Quando infine leggiamo sui giornali che è stata sgominata un’organizzazione malavitosa che gestiva lo sfruttamento di bambini o disabili per raccogliere elemosine, arriviamo alla conclusione che è giusto non dare niente per non alimentare l’illecito sfruttamento. Molto meglio devolvere l’8 o il 5 per mille a quelle istituzioni che si occupano dei poveri in modo organizzato e competente, anche perché non ci costa niente.
E allora la nostra mano sul cuore dove va a finire? E la tanto invocata misericordia con le relative opere corporali e spirituali che siamo costretti a reimparare grazie a papa Francesco, dove le mettiamo?

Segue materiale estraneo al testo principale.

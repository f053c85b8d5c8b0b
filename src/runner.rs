//! Local runner
//!
//! Executes parsed tests in-process instead of queueing them. Probes that ask
//! for it get their target resolved first and run once per address.

use futures::stream::{FuturesUnordered, StreamExt};
use log::{debug, info, warn};
use std::net::IpAddr;
use std::sync::Arc;
use std::time::{Duration, Instant};

use crate::config::Settings;
use crate::core::{self, Options, Test};
use crate::error::{ProbeError, ProbeResult};

/// Tests in flight at once
pub const DEFAULT_CONCURRENCY: usize = 16;

/// Result of one probe invocation
#[derive(Debug, Clone)]
pub struct TestOutcome {
    pub input: String,
    pub protocol: String,
    /// Address or host name the probe was pointed at
    pub address: String,
    pub duration: Duration,
    pub error: Option<String>,
}

impl TestOutcome {
    pub fn passed(&self) -> bool {
        self.error.is_none()
    }

    fn failed_before_run(test: &Test, error: ProbeError) -> Self {
        Self {
            input: test.input.clone(),
            protocol: test.protocol.clone(),
            address: test.target.clone(),
            duration: Duration::ZERO,
            error: Some(error.to_string()),
        }
    }
}

/// Every outcome of a run, in completion order
#[derive(Debug, Default)]
pub struct RunSummary {
    pub outcomes: Vec<TestOutcome>,
}

impl RunSummary {
    pub fn passed(&self) -> usize {
        self.outcomes.iter().filter(|o| o.passed()).count()
    }

    pub fn failed(&self) -> usize {
        self.outcomes.len() - self.passed()
    }

    pub fn succeeded(&self) -> bool {
        self.failed() == 0
    }
}

/// One probe invocation against one address
struct Job {
    test: Arc<Test>,
    address: String,
}

/// Runs tests through the registry with bounded concurrency
pub struct LocalRunner {
    settings: Settings,
    concurrency: usize,
}

impl LocalRunner {
    pub fn new(settings: Settings) -> Self {
        Self {
            settings,
            concurrency: DEFAULT_CONCURRENCY,
        }
    }

    pub fn with_concurrency(mut self, concurrency: usize) -> Self {
        self.concurrency = concurrency.max(1);
        self
    }

    /// Addresses for `host`, restricted to the enabled address families
    pub async fn resolve(&self, host: &str) -> ProbeResult<Vec<IpAddr>> {
        let mut addresses: Vec<IpAddr> = tokio::net::lookup_host((host, 0))
            .await
            .map_err(|e| ProbeError::NetworkError(format!("failed to resolve {}: {}", host, e)))?
            .map(|addr| addr.ip())
            .filter(|ip| match ip {
                IpAddr::V4(_) => self.settings.ipv4,
                IpAddr::V6(_) => self.settings.ipv6,
            })
            .collect();
        addresses.dedup();

        if addresses.is_empty() {
            return Err(ProbeError::NetworkError(format!(
                "no usable addresses for {} (ipv4: {}, ipv6: {})",
                host, self.settings.ipv4, self.settings.ipv6
            )));
        }
        debug!("Resolved {} to {:?}", host, addresses);
        Ok(addresses)
    }

    /// Expand a test into the invocations it needs
    async fn plan(&self, test: Test) -> Result<Vec<Job>, TestOutcome> {
        let probe = match core::lookup(&test.protocol) {
            Some(probe) => probe,
            None => {
                let error = ProbeError::InvalidArgument(format!("unknown protocol '{}'", test.protocol));
                return Err(TestOutcome::failed_before_run(&test, error));
            }
        };

        if !probe.should_resolve_hostname() {
            let address = test.target.clone();
            return Ok(vec![Job {
                test: Arc::new(test),
                address,
            }]);
        }

        match self.resolve(&test.target).await {
            Ok(addresses) => {
                let test = Arc::new(test);
                Ok(addresses
                    .into_iter()
                    .map(|ip| Job {
                        test: Arc::clone(&test),
                        address: ip.to_string(),
                    })
                    .collect())
            }
            Err(e) => Err(TestOutcome::failed_before_run(&test, e)),
        }
    }

    async fn execute(job: Job, opts: Options) -> TestOutcome {
        let start = Instant::now();
        let result = match core::lookup(&job.test.protocol) {
            Some(probe) => probe.run_test(&job.test, &job.address, opts).await,
            None => Err(ProbeError::Internal(format!("protocol '{}' vanished", job.test.protocol))),
        };
        let duration = start.elapsed();

        match &result {
            Ok(()) => info!("{} passed against {} in {:?}", job.test.input, job.address, duration),
            Err(e) => warn!("{} failed against {}: {}", job.test.input, job.address, e),
        }

        TestOutcome {
            input: job.test.input.clone(),
            protocol: job.test.protocol.clone(),
            address: job.address,
            duration,
            error: result.err().map(|e| e.to_string()),
        }
    }

    /// Run every test, at most `concurrency` invocations at a time
    pub async fn run(&self, tests: Vec<Test>) -> RunSummary {
        let mut summary = RunSummary::default();
        let mut jobs = Vec::new();

        for test in tests {
            match self.plan(test).await {
                Ok(planned) => jobs.extend(planned),
                Err(outcome) => {
                    warn!("{}: {}", outcome.input, outcome.error.as_deref().unwrap_or_default());
                    summary.outcomes.push(outcome);
                }
            }
        }

        let opts = Options::with_timeout(self.settings.timeout);
        let mut pending = jobs.into_iter();
        let mut running = FuturesUnordered::new();

        for job in pending.by_ref().take(self.concurrency) {
            running.push(Self::execute(job, opts));
        }

        while let Some(outcome) = running.next().await {
            summary.outcomes.push(outcome);
            if let Some(job) = pending.next() {
                running.push(Self::execute(job, opts));
            }
        }

        info!("{} passed, {} failed", summary.passed(), summary.failed());
        summary
    }
}

#[cfg(test)]
mod tests {
    use super::*;

    fn loopback_only(ipv4: bool, ipv6: bool) -> LocalRunner {
        LocalRunner::new(Settings {
            ipv4,
            ipv6,
            ..Settings::default()
        })
    }

    #[tokio::test]
    async fn test_resolve_literal() {
        let runner = loopback_only(true, true);
        let addresses = runner.resolve("127.0.0.1").await.unwrap();
        assert_eq!(addresses, vec!["127.0.0.1".parse::<IpAddr>().unwrap()]);
    }

    #[tokio::test]
    async fn test_resolve_respects_family_toggles() {
        let runner = loopback_only(false, true);
        assert!(runner.resolve("127.0.0.1").await.is_err());

        let runner = loopback_only(true, false);
        assert!(runner.resolve("::1").await.is_err());
    }

    #[tokio::test]
    async fn test_unknown_protocol_is_reported() {
        let runner = loopback_only(true, true);
        let test = Test::new("host", "gopher", "host must run gopher");
        let summary = runner.run(vec![test]).await;

        assert_eq!(summary.failed(), 1);
        assert!(summary.outcomes[0].error.as_deref().unwrap_or_default().contains("gopher"));
    }

    #[tokio::test]
    async fn test_argument_error_fails_without_network() {
        let runner = loopback_only(true, false);
        let test = Test::new("127.0.0.1", "dns", "127.0.0.1 must run dns with lookup example.com with type SRV")
            .with_argument("lookup", "example.com")
            .with_argument("type", "SRV");
        let summary = runner.run(vec![test]).await;

        assert!(!summary.succeeded());
        assert_eq!(summary.outcomes[0].address, "127.0.0.1");
        assert!(summary.outcomes[0].error.as_deref().unwrap_or_default().contains("SRV"));
    }

    #[test]
    fn test_concurrency_floor() {
        let runner = loopback_only(true, true).with_concurrency(0);
        assert_eq!(runner.concurrency, 1);
    }
}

Forse la nostra è ancora quel tipo di carità che facciamo perché costretti da una specie di obbligo legato all’immagine di noi stessi. Non vorremmo dare niente per mille ragioni, ma siccome ci sembra di sfigurare (davanti a chi, non si sa) allora ci sembra che il male minore sia cacciare la mano in tasca e pagare una specie di pedaggio per mantenere pulita e rispettabile la nostra immagine e poter quindi oltrepassare quella “barriera” a testa alta. Questo lo sanno bene anche i nostri specialisti dell’accattonaggio che scelgono sempre i luoghi più imbarazzanti per noi (davanti alla chiesa, ai semafori, vicino ai carrelli dei supermercati) così per vari motivi siamo costretti a fermarci e allora il gioco è fatto, a loro vantaggio. Se così fosse, meglio non farla la carità in questo modo. Tra l’altro nella nostra società ripiegata sull’individuo chiuso in se stesso nessuno verrà mai a rimproverarci nulla. Se invece siamo disposti a metterci in gioco su questa frontiera, meglio lasciar perdere le false questioni e soffermarci su chi abbiamo di fronte: è una persona e come tale è importante per noi. Il suo bene o il suo male sono anche il nostro. La sua aspirazione a una vita bella vale quanto la nostra. Dare o meno una moneta ai questuanti è un falso problema, ognuno può fare come crede. Se io dovessi scegliere l’opera di misericordia più bella che ho visto, direi quando papa Francesco ha aperto gratuitamente i Musei vaticani ai clochard di Roma perché potessero ammirare la Cappella Sistina, anche se non saprei in quale categoria delle opere di misericordia classificarla.